*WORK INSTRUCTIONS:* The expected output is every entry, repeated word for word.

[Stored items]
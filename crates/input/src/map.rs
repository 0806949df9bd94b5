//! Key and mouse mapping from terminal events to driver commands.

use crate::engine::Command;
use crate::types::{Coordinate, Direction, GameStatus};
use crossterm::event::{KeyCode, KeyEvent, KeyModifiers, MouseButton, MouseEvent, MouseEventKind};

/// Map keyboard input to a driver command.
///
/// `status` decides what the primary key (Space/Enter) means.
pub fn handle_key_event(key: KeyEvent, status: GameStatus) -> Option<Command> {
    if key.modifiers.contains(KeyModifiers::CONTROL) {
        return match key.code {
            KeyCode::Char('s') | KeyCode::Char('S') => Some(Command::Save),
            KeyCode::Char('o') | KeyCode::Char('O') => Some(Command::Load),
            _ => None,
        };
    }

    match key.code {
        // Movement
        KeyCode::Left | KeyCode::Char('h') | KeyCode::Char('H') | KeyCode::Char('a') | KeyCode::Char('A') => {
            Some(Command::Turn(Direction::Left))
        }
        KeyCode::Right | KeyCode::Char('l') | KeyCode::Char('L') | KeyCode::Char('d') | KeyCode::Char('D') => {
            Some(Command::Turn(Direction::Right))
        }
        KeyCode::Up | KeyCode::Char('k') | KeyCode::Char('K') | KeyCode::Char('w') | KeyCode::Char('W') => {
            Some(Command::Turn(Direction::Up))
        }
        KeyCode::Down | KeyCode::Char('j') | KeyCode::Char('J') | KeyCode::Char('s') | KeyCode::Char('S') => {
            Some(Command::Turn(Direction::Down))
        }

        // Lifecycle
        KeyCode::Char(' ') | KeyCode::Enter => Some(primary_command(status)),
        KeyCode::Char('p') | KeyCode::Char('P') => Some(Command::TogglePause),
        KeyCode::Char('r') | KeyCode::Char('R') => Some(Command::Restart),
        KeyCode::Char('o') | KeyCode::Char('O') => Some(Command::Load),

        // Speed
        KeyCode::Char('+') | KeyCode::Char('=') => Some(Command::SpeedUp),
        KeyCode::Char('-') | KeyCode::Char('_') => Some(Command::SpeedDown),

        _ => None,
    }
}

fn primary_command(status: GameStatus) -> Command {
    match status {
        GameStatus::Origin => Command::Start,
        GameStatus::Running | GameStatus::Pause => Command::TogglePause,
        GameStatus::Over => Command::Restart,
    }
}

/// Check if key should quit the game.
pub fn should_quit(key: KeyEvent) -> bool {
    matches!(key.code, KeyCode::Char('q') | KeyCode::Char('Q') | KeyCode::Esc)
        || (key.code == KeyCode::Char('c') && key.modifiers.contains(KeyModifiers::CONTROL))
}

/// A left click on a board cell toggles a barrier there.
///
/// `locate` maps a terminal (column, row) to a board cell, or `None` when the
/// click landed outside the board.
pub fn handle_mouse_event(
    mouse: MouseEvent,
    locate: impl Fn(u16, u16) -> Option<Coordinate>,
) -> Option<Command> {
    match mouse.kind {
        MouseEventKind::Down(MouseButton::Left) => {
            locate(mouse.column, mouse.row).map(Command::ToggleBarrier)
        }
        _ => None,
    }
}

*TASK OUTPUT:*
filename crates/input/src/map.rs
repository 0806949df9bd94b5
//! Key and mouse mapping from terminal events to driver commands.

use crate::engine::Command;
use crate::types::{Coordinate, Direction, GameStatus};
use crossterm::event::{KeyCode, KeyEvent, KeyModifiers, MouseButton, MouseEvent, MouseEventKind};

/// Map keyboard input to a driver command.
///
/// `status` decides what the primary key (Space/Enter) means.
pub fn handle_key_event(key: KeyEvent, status: GameStatus) -> Option<Command> {
    if key.modifiers.contains(KeyModifiers::CONTROL) {
        return match key.code {
            KeyCode::Char('s') | KeyCode::Char('S') => Some(Command::Save),
            KeyCode::Char('o') | KeyCode::Char('O') => Some(Command::Load),
            _ => None,
        };
    }

    match key.code {
        // Movement
        KeyCode::Left | KeyCode::Char('h') | KeyCode::Char('H') | KeyCode::Char('a') | KeyCode::Char('A') => {
            Some(Command::Turn(Direction::Left))
        }
        KeyCode::Right | KeyCode::Char('l') | KeyCode::Char('L') | KeyCode::Char('d') | KeyCode::Char('D') => {
            Some(Command::Turn(Direction::Right))
        }
        KeyCode::Up | KeyCode::Char('k') | KeyCode::Char('K') | KeyCode::Char('w') | KeyCode::Char('W') => {
            Some(Command::Turn(Direction::Up))
        }
        KeyCode::Down | KeyCode::Char('j') | KeyCode::Char('J') | KeyCode::Char('s') | KeyCode::Char('S') => {
            Some(Command::Turn(Direction::Down))
        }

        // Lifecycle
        KeyCode::Char(' ') | KeyCode::Enter => Some(primary_command(status)),
        KeyCode::Char('p') | KeyCode::Char('P') => Some(Command::TogglePause),
        KeyCode::Char('r') | KeyCode::Char('R') => Some(Command::Restart),
        KeyCode::Char('o') | KeyCode::Char('O') => Some(Command::Load),

        // Speed
        KeyCode::Char('+') | KeyCode::Char('=') => Some(Command::SpeedUp),
        KeyCode::Char('-') | KeyCode::Char('_') => Some(Command::SpeedDown),

        _ => None,
    }
}

fn primary_command(status: GameStatus) -> Command {
    match status {
        GameStatus::Origin => Command::Start,
        GameStatus::Running | GameStatus::Pause => Command::TogglePause,
        GameStatus::Over => Command::Restart,
    }
}

/// Check if key should quit the game.
pub fn should_quit(key: KeyEvent) -> bool {
    matches!(key.code, KeyCode::Char('q') | KeyCode::Char('Q') | KeyCode::Esc)
        || (key.code == KeyCode::Char('c') && key.modifiers.contains(KeyModifiers::CONTROL))
}

/// A left click on a board cell toggles a barrier there.
///
/// `locate` maps a terminal (column, row) to a board cell, or `None` when the
/// click landed outside the board.
pub fn handle_mouse_event(
    mouse: MouseEvent,
    locate: impl Fn(u16, u16) -> Option<Coordinate>,
) -> Option<Command> {
    match mouse.kind {
        MouseEventKind::Down(MouseButton::Left) => {
            locate(mouse.column, mouse.row).map(Command::ToggleBarrier)
        }
        _ => None,
    }
}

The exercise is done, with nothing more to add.